-- GIVEN ENTRIES --
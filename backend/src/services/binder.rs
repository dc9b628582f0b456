//! Event binding by display name and validated event date.

use chrono::{DateTime, Utc};

use crate::models::{DatePolicy, EventDef, OwnedAsset};

/// Participation record linking an asset to a catalog event.
#[derive(Debug, Clone, Copy, PartialEq, Eq)]
pub struct EventBinding<'a> {
    pub event: &'a EventDef,
    /// Parsed from the asset's own `event_date`, not from the catalog.
    pub occurred_at: DateTime<Utc>,
}

/// Bind `asset` to the first event whose name equals its display name.
///
/// Both conditions are required: an exact, case-sensitive name match and a
/// usable `event_date` under `dates`. The type signature is not consulted.
pub fn bind_event<'a>(
    asset: &OwnedAsset,
    events: &'a [EventDef],
    dates: &DatePolicy,
) -> Option<EventBinding<'a>> {
    let name = asset.display_name()?;
    let event = events.iter().find(|event| event.name == name)?;
    let occurred_at = dates.parse(asset.raw_event_date())?;
    Some(EventBinding { event, occurred_at })
}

-- TASK PROMPT --
What lines above contain the string "OwnedAsset"? Copy all of them.

-- RESULT OF THE TASK --
use crate::models::{DatePolicy, EventDef, OwnedAsset};
    asset: &OwnedAsset,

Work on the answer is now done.